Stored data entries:

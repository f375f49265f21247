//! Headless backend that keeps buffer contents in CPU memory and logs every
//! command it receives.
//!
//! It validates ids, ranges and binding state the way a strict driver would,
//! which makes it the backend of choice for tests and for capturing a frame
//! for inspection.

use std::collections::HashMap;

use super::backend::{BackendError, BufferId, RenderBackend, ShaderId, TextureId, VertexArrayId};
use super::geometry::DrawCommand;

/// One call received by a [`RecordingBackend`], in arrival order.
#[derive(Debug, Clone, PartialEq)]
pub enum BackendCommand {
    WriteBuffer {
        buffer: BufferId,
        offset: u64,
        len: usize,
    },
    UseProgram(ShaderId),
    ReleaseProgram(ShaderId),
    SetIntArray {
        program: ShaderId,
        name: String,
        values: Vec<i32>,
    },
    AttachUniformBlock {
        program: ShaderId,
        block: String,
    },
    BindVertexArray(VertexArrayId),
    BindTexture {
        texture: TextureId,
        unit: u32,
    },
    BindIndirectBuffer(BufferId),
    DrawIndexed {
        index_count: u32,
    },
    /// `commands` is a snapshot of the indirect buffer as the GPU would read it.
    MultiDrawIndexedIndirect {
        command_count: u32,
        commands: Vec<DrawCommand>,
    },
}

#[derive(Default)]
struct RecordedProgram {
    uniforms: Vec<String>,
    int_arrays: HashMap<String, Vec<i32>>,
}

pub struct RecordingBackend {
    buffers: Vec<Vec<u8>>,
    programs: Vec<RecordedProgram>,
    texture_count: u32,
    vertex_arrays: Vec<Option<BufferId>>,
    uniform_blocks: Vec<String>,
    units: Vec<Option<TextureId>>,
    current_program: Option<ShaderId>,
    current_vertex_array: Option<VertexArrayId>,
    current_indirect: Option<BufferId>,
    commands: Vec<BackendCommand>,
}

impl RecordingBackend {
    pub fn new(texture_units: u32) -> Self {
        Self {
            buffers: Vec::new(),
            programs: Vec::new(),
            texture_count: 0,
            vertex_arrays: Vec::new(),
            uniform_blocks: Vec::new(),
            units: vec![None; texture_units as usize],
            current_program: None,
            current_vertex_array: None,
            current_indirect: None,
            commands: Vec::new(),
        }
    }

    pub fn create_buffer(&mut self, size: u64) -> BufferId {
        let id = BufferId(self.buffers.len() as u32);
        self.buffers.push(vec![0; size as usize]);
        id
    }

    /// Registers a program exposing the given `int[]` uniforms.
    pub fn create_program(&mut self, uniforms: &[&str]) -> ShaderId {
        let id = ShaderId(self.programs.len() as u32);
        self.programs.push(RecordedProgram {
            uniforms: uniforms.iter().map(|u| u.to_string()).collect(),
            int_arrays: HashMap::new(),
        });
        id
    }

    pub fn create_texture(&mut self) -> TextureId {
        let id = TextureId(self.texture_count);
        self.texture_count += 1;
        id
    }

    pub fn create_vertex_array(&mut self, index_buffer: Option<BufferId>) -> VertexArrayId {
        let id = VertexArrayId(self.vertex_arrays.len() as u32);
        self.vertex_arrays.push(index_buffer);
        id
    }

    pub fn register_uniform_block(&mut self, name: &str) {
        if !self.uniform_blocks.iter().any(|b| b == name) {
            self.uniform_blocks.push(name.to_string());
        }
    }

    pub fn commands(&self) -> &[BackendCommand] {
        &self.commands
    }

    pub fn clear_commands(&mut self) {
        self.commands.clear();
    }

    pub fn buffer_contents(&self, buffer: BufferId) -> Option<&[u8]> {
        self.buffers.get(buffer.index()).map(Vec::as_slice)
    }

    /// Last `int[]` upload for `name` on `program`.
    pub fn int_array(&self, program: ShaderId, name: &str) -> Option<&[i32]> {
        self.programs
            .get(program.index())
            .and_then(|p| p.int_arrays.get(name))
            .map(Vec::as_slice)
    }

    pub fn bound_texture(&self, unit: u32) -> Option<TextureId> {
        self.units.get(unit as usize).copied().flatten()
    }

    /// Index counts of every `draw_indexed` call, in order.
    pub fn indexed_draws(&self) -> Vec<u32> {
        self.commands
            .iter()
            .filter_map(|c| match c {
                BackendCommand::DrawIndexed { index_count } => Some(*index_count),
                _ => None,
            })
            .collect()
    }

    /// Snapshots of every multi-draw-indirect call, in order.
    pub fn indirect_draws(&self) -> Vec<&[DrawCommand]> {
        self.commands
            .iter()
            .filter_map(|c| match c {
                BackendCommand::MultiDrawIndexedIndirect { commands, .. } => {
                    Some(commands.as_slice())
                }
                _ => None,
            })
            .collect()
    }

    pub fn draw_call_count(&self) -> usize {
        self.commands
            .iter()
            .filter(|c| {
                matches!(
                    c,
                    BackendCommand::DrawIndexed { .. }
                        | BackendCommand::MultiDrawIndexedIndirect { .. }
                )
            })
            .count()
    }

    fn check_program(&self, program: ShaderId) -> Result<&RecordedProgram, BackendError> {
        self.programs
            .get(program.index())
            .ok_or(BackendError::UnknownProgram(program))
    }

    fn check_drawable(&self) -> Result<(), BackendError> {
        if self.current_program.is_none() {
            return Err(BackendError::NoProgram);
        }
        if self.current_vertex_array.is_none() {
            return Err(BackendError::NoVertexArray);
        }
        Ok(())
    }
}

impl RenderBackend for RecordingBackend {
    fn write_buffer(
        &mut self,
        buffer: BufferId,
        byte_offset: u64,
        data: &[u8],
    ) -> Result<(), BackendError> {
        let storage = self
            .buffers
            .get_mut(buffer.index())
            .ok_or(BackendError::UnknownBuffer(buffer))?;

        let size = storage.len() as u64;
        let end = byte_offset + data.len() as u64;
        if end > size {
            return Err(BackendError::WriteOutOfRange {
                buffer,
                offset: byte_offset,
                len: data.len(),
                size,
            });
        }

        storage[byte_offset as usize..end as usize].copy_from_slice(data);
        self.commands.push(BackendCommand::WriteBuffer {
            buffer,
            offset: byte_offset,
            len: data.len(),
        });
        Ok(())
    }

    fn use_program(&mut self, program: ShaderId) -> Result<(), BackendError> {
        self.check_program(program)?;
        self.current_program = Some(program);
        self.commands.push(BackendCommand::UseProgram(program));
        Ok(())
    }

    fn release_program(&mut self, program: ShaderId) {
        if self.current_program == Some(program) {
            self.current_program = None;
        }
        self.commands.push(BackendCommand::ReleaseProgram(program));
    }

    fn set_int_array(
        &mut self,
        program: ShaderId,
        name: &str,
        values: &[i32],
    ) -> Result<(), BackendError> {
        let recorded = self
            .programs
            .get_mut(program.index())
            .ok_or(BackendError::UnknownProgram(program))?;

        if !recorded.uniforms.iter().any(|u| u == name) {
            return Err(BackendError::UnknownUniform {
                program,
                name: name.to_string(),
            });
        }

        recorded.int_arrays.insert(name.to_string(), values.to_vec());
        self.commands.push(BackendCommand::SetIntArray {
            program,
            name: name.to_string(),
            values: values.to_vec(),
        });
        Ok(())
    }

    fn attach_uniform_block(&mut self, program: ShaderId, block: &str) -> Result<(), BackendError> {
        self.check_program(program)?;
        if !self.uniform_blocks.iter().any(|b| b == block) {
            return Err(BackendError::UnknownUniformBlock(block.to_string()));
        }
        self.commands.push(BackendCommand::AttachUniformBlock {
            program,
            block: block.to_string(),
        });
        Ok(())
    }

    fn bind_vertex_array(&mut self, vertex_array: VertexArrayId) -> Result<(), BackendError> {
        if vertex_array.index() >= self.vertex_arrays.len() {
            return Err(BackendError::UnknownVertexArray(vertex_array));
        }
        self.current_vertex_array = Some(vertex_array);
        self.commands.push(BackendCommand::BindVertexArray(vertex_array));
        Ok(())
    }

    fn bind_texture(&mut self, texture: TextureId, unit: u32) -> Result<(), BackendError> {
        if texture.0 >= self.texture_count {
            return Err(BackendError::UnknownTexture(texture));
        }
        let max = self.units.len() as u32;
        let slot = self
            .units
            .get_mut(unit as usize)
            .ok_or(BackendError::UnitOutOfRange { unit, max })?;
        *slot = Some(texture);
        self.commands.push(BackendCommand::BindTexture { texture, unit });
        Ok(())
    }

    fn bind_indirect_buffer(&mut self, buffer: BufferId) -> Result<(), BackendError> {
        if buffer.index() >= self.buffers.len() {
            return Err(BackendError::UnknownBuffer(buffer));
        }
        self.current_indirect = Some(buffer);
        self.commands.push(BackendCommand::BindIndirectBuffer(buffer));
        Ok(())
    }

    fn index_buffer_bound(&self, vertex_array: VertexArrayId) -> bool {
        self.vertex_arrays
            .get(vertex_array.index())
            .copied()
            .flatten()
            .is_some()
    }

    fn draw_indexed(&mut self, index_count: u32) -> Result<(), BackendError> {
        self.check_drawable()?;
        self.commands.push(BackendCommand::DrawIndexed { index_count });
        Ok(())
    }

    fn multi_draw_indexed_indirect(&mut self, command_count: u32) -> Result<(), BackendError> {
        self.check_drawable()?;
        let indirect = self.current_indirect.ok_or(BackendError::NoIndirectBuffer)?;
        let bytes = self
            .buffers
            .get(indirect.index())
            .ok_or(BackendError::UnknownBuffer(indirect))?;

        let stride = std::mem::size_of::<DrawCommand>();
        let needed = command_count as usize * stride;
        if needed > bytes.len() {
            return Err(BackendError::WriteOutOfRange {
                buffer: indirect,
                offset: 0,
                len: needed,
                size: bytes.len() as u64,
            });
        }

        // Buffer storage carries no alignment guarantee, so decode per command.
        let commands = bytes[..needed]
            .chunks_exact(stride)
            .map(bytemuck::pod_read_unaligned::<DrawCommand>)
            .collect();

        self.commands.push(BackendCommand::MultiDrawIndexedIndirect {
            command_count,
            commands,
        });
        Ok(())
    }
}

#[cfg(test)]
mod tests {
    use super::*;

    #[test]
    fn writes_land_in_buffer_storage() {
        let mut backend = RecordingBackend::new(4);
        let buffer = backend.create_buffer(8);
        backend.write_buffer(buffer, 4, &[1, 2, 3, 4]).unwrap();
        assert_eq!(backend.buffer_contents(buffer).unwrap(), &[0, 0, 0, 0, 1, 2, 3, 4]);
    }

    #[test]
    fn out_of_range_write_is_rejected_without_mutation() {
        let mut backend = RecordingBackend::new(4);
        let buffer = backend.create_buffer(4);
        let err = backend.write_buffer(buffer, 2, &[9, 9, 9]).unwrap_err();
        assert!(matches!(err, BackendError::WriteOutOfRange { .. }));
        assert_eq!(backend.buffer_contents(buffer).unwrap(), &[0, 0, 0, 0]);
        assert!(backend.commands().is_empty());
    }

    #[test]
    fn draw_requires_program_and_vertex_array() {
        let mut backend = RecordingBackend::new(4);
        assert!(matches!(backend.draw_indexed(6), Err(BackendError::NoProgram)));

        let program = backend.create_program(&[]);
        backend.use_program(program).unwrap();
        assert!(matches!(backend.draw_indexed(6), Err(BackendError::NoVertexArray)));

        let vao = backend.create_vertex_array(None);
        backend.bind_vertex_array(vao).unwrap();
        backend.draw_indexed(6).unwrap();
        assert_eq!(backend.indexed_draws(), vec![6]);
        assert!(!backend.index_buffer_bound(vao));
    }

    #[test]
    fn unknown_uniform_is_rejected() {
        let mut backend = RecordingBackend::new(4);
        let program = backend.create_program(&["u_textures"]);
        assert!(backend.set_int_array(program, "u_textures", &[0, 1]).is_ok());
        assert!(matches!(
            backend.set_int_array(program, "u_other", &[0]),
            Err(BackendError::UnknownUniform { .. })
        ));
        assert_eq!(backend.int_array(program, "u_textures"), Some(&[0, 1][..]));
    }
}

_What needs to be done:_ Find each line in the data above with the word "buffers", then copy it.

_Completed exercise:_
    buffers: Vec<Vec<u8>>,
            buffers: Vec::new(),
        let id = BufferId(self.buffers.len() as u32);
        self.buffers.push(vec![0; size as usize]);
        self.buffers.get(buffer.index()).map(Vec::as_slice)
            .buffers
        if buffer.index() >= self.buffers.len() {
            .buffers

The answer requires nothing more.